MEDICINA, PER 1 DONNA SU 4 DIAGNOSI PRENATALE SOSPETTA. SECONDO CONSULTO SMENTISCE.

L’ESPERTO LANCIA “SECOND OPINION”, A ROMA ACCERTAMENTI GRATUITI IN CENTRI AD ELEVATA SPECIALIZZAZIONE

A Roma parte “SECOND OPINION”.

Accertamenti gratuiti in centri ad elevata specializzazione per avere una seconda opinione su una diagnosi prenatale sospetta. I tanti controlli da eseguire durante la gravidanza, per monitorare le condizioni di salute e sviluppo del feto, possono riservare brutte sorprese, ma non è raro che i risultati di una prima diagnosi siano smentiti in un secondo momento. Se è una donna su quattro a ricevere una diagnosi di sospetto, nella maggioranza dei casi una successiva
consultazione permette di escludere la problematica prospettata.

“Nei centri Altamedica di Roma si mette a disposizione gratuitamente esperienza, apparecchiature all’avanguardia e know- how scientifico, per Second Opinion in caso di diagnosi di una patologia del bambino – afferma Claudio Giorlandino, ginecologo, esperto in diagnosi prenatale, direttore generale dell’Italian College of Fetal Maternal
Medicine – La scelta tecnica deve infatti ricadere su centri dotati di specialisti di ogni aspetto della medicina del feto e tecnologie di assoluta avanguardia.

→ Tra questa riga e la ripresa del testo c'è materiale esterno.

//! Minimax guess search
//!
//! Ranking of single guesses, the search for the best guesses and a game
//! session built on top of them.

mod engine;
pub mod progress;
mod rank;
mod search;

pub use engine::Solver;
pub use rank::{GuessRank, InvalidScore, Rank, rank_guess};
pub use search::{BestGuesses, CacheSlot, Parallelism, SearchOptions, best_guesses};
//! Wordle Minimax - CLI
//!
//! Suggests guesses that minimise the worst-case number of remaining solutions.

use anyhow::{Context as _, Result, bail};
use clap::{Parser, Subcommand};
use std::io;
use std::path::PathBuf;
use std::time::Duration;
use wordle_minimax::{
    commands::{
        BenchmarkConfig, GameSetup, analyze_guess, build_solver, fill_context, play_out,
        run_benchmark, run_interactive,
    },
    core::{Context, Mode, Word},
    output::{
        print_analysis, print_benchmark_result, print_best_guesses, print_fill_report,
        print_play_result,
    },
    solver::{Parallelism, SearchOptions},
};

#[derive(Parser)]
#[command(
    name = "wordle_minimax",
    about = "Wordle solver ranking guesses by their worst case",
    version,
    author
)]
struct Cli {
    #[command(subcommand)]
    command: Option<Commands>,

    /// Game variant, e.g. new_york_times or wordlegame_org
    #[arg(short, long, global = true, default_value = "new_york_times")]
    variant: String,

    /// Word length, required for variants supporting several
    #[arg(short, long, global = true)]
    length: Option<usize>,

    /// Treat every word in the guess list as a possible solution
    #[arg(long, global = true)]
    naive: bool,

    /// Directory holding word lists and cache files
    #[arg(short, long, global = true, default_value = "cache")]
    data_dir: PathBuf,

    /// Neither read nor write the result cache
    #[arg(long, global = true)]
    no_cache: bool,

    /// Worker threads: off, auto, or a count
    #[arg(short, long, global = true, default_value = "auto")]
    jobs: Parallelism,

    /// Seconds to wait for the cache lock
    #[arg(long, global = true, default_value = "15")]
    lock_timeout: u64,

    /// Hide the progress bar
    #[arg(long, global = true)]
    no_progress: bool,
}

#[derive(Subcommand)]
enum Commands {
    /// Interactive assistant (default)
    Play,

    /// Show the best first guesses
    Best,

    /// Play a game automatically, against the foil when no word is given
    Solve {
        /// The solution to play against
        word: Option<String>,

        /// Show solution counts and ranks per turn
        #[arg(long)]
        verbose: bool,
    },

    /// Rank one guess and list its partitions
    Analyze {
        /// Guess to analyze
        word: String,
    },

    /// Play out every solution
    Benchmark {
        /// Play at most this many solutions
        #[arg(short = 'n', long)]
        limit: Option<usize>,

        /// Shuffle seed
        #[arg(short, long)]
        seed: Option<u64>,
    },

    /// Pre-compute the cache for the first two turns
    Fill {
        /// Every variant, mode and length instead of the selected one
        #[arg(long)]
        all: bool,
    },
}

fn main() -> Result<()> {
    env_logger::Builder::from_env(env_logger::Env::default().default_filter_or("warn")).init();

    let mut cli = Cli::parse();
    let setup = GameSetup {
        data_dir: cli.data_dir.clone(),
        use_cache: !cli.no_cache,
        lock_timeout: Duration::from_secs(cli.lock_timeout),
        options: SearchOptions {
            parallelism: cli.jobs,
            progress: !cli.no_progress,
        },
    };

    match cli.command.take().unwrap_or(Commands::Play) {
        Commands::Fill { all: true } => {
            for context in Context::all() {
                fill_command(&context, &setup)?;
            }
            Ok(())
        }
        Commands::Fill { all: false } => fill_command(&selected_context(&cli)?, &setup),
        command => {
            let context = selected_context(&cli)?;
            run_game_command(command, context, &setup)
        }
    }
}

fn selected_context(cli: &Cli) -> Result<Context> {
    let mode = if cli.naive { Mode::Naive } else { Mode::Smart };
    Context::new(&cli.variant, mode, cli.length).context("invalid game selection")
}

fn run_game_command(command: Commands, context: Context, setup: &GameSetup) -> Result<()> {
    let mut solver = build_solver(context, setup).with_context(|| {
        format!("failed to load word lists from {}", setup.data_dir.display())
    })?;

    match command {
        Commands::Play => {
            let mut input = io::stdin().lock();
            let mut output = io::stdout().lock();
            run_interactive(&mut solver, &mut input, &mut output)?;
        }
        Commands::Best => {
            let best = solver.best_guesses()?;
            print_best_guesses(&best);
        }
        Commands::Solve { word, verbose } => {
            let solution = word.as_deref().map(Word::new).transpose()?;
            let result = play_out(&mut solver, solution.as_ref())?;
            print_play_result(&result, verbose);
        }
        Commands::Analyze { word } => {
            let guess = Word::new(&word)?;
            if !solver.guesses().contains(&guess) {
                eprintln!("{guess} is not in the word list");
            }
            let analysis = analyze_guess(solver.solutions(), &guess)?;
            print_analysis(&analysis);
        }
        Commands::Benchmark { limit, seed } => {
            println!(
                "Running benchmark on {} solutions...",
                limit.map_or(solver.solutions().len(), |limit| limit
                    .min(solver.solutions().len()))
            );
            let result = run_benchmark(&mut solver, BenchmarkConfig { seed, limit })?;
            print_benchmark_result(&result);
        }
        Commands::Fill { .. } => bail!("fill does not play a game"),
    }
    Ok(())
}

fn fill_command(context: &Context, setup: &GameSetup) -> Result<()> {
    println!("Building cache for {context}");
    let report = fill_context(context, setup)
        .with_context(|| format!("failed to fill cache for {context}"))?;
    print_fill_report(context, &report);
    Ok(())
}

Infine la consultazione non deve risentire dei propri orientamenti religiosi o morali ma deve essere libera e sincera, lasciando libera la donna di scegliere senza condizionamenti di ordine etico tali da generare sensi di colpa nella coppia genitoriale”,

“Dagli studi casistici relativi alle consultazioni in ecografia ostetrica – spiega l’esperto – risulta che circa il 25% delle donne in
gravidanza, durante tutto l’arco della gestazione, riceve una diagnosi ecografica o clinica di un sospetto, anche solo sussurrato, dell’esistenza di un ‘piccolo problema’ o addirittura di una patologia fetale, come una malformazione o un difetto congenito. Ben una donna su 4. Un numero enorme di madri che cadono immediatamente in
sofferenza psichica, ma che, per fortuna, nella stragrande maggioranza dei casi non vedono poi confermato il sospetto quando proseguono negli approfondimenti rivolgendosi ad altri specialisti per una ‘second opinion’’.
Dati da tenere a mente per le future mamme che potrebbero trovare sollievo nella ripetizione di un’indagine prenatale non andata a buon fine. “La ‘second opinion’ – osserva ancora l’esperto – è una consuetudine molto in voga nei Paesi anglosassoni e sempre più richiesta anche dai nostri specialisti quando si trovano di fronte ad una patologia o solo al sospetto di questa. Sono consultazioni mirate a chiarire il sospetto specifico emerso dalla prima osservazione e
tende a perfezionare la diagnosi o, come spesso accade, ad escluderla.
Spesso però sono molto difficili da ottenere, soprattutto in tempi brevi e con esperti della diagnosi prenatale. I centri devono essere ad altissima specializzazione, con migliaia di casi seguiti e risolti”.